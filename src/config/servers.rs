//! Add, update, remove and toggle tool-server entries in the manifest.

use tracing::info;

use crate::config::envfile;
use crate::config::model::{HubManifest, ServiceEntry};
use crate::config::workspace::Workspace;
use crate::error::{HubError, Result};

/// Minimum Jaro-Winkler score to suggest a server name on a miss.
const NAME_SUGGESTION_THRESHOLD: f64 = 0.8;

fn closest_name<'a>(name: &str, manifest: &'a HubManifest) -> Option<&'a str> {
    let mut best: Option<(&str, f64)> = None;
    for key in manifest.tool_servers.keys() {
        let score = strsim::jaro_winkler(name, key);
        if score >= NAME_SUGGESTION_THRESHOLD && best.map_or(true, |(_, s)| score > s) {
            best = Some((key.as_str(), score));
        }
    }
    best.map(|(name, _)| name)
}

fn not_found(name: &str, manifest: &HubManifest) -> HubError {
    HubError::ServerNotFound {
        name: name.to_string(),
        suggestion: closest_name(name, manifest).map(String::from),
    }
}

/// One past the highest tool-server port, or `start_port` when none are set.
pub fn next_available_port(manifest: &HubManifest, start_port: u16) -> u16 {
    manifest
        .tool_servers
        .values()
        .map(|e| e.port)
        .filter(|p| *p != 0)
        .max()
        .map(|max| max.saturating_add(1).max(start_port))
        .unwrap_or(start_port)
}

fn ensure_env_placeholders(workspace: &Workspace, name: &str, entry: &ServiceEntry) -> Result<()> {
    if entry.env_vars.is_empty() {
        return Ok(());
    }
    let added = workspace
        .env_file()
        .ensure_placeholders(&entry.env_vars, name)?;
    if !added.is_empty() {
        info!(server = %name, keys = ?added, "added env placeholders");
    }
    Ok(())
}

fn check_env_keys(entry: &ServiceEntry) -> Result<()> {
    entry
        .env_vars
        .iter()
        .try_for_each(|key| envfile::validate_env_key(key))
}

fn check_name(name: &str) -> Result<()> {
    let valid = !name.is_empty()
        && name
            .chars()
            .all(|c| c.is_ascii_alphanumeric() || c == '-' || c == '_');
    if valid {
        Ok(())
    } else {
        Err(HubError::InvalidConfig(format!(
            "server name `{name}` must be non-empty and contain only letters, digits, '-' or '_'"
        )))
    }
}

/// Add a new tool server. A zero port is assigned the next free port.
pub fn add_server(
    workspace: &Workspace,
    name: &str,
    mut entry: ServiceEntry,
    start_port: u16,
) -> Result<ServiceEntry> {
    check_name(name)?;
    check_env_keys(&entry)?;
    let mut manifest = workspace.load_manifest()?;
    if manifest.tool_servers.contains_key(name) {
        return Err(HubError::ServerExists(name.to_string()));
    }
    if entry.port == 0 {
        entry.port = next_available_port(&manifest, start_port);
    }

    manifest.tool_servers.insert(name.to_string(), entry.clone());
    workspace.save_manifest(&manifest)?;
    ensure_env_placeholders(workspace, name, &entry)?;

    info!(server = %name, port = entry.port, "added tool server");
    Ok(entry)
}

/// Replace a tool server's entry. Fields left unset in `update` keep their
/// existing values: port, supergateway command, health endpoint, serve dir,
/// labels, readiness probe and the enabled flag.
pub fn update_server(workspace: &Workspace, name: &str, update: ServiceEntry) -> Result<ServiceEntry> {
    check_env_keys(&update)?;
    let mut manifest = workspace.load_manifest()?;
    let existing = manifest
        .tool_servers
        .get(name)
        .ok_or_else(|| not_found(name, &manifest))?;

    let merged = ServiceEntry {
        enabled: update.enabled.or(existing.enabled),
        port: if update.port == 0 { existing.port } else { update.port },
        supergateway_command: update
            .supergateway_command
            .or_else(|| existing.supergateway_command.clone()),
        health_endpoint: update
            .health_endpoint
            .or_else(|| existing.health_endpoint.clone()),
        serve_dir: update.serve_dir.or_else(|| existing.serve_dir.clone()),
        labels: if update.labels.is_empty() {
            existing.labels.clone()
        } else {
            update.labels
        },
        readiness_probe: update
            .readiness_probe
            .or_else(|| existing.readiness_probe.clone()),
        command: update.command,
        description: update.description,
        env_vars: update.env_vars,
    };

    manifest.tool_servers.insert(name.to_string(), merged.clone());
    workspace.save_manifest(&manifest)?;
    ensure_env_placeholders(workspace, name, &merged)?;

    info!(server = %name, "updated tool server");
    Ok(merged)
}

pub fn remove_server(workspace: &Workspace, name: &str) -> Result<ServiceEntry> {
    let mut manifest = workspace.load_manifest()?;
    let removed = manifest
        .tool_servers
        .remove(name)
        .ok_or_else(|| not_found(name, &manifest))?;
    workspace.save_manifest(&manifest)?;
    info!(server = %name, "removed tool server");
    Ok(removed)
}

/// Set the enabled flag explicitly. Returns the new value.
pub fn toggle_server(workspace: &Workspace, name: &str, enabled: bool) -> Result<bool> {
    let mut manifest = workspace.load_manifest()?;
    if !manifest.tool_servers.contains_key(name) {
        return Err(not_found(name, &manifest));
    }
    if let Some(entry) = manifest.tool_servers.get_mut(name) {
        entry.enabled = Some(enabled);
    }
    workspace.save_manifest(&manifest)?;
    info!(server = %name, enabled, "toggled tool server");
    Ok(enabled)
}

=====

• Assignment
Your task is to count the lines in the material containing the word "insert" and to state only that number.

• Exercise response
2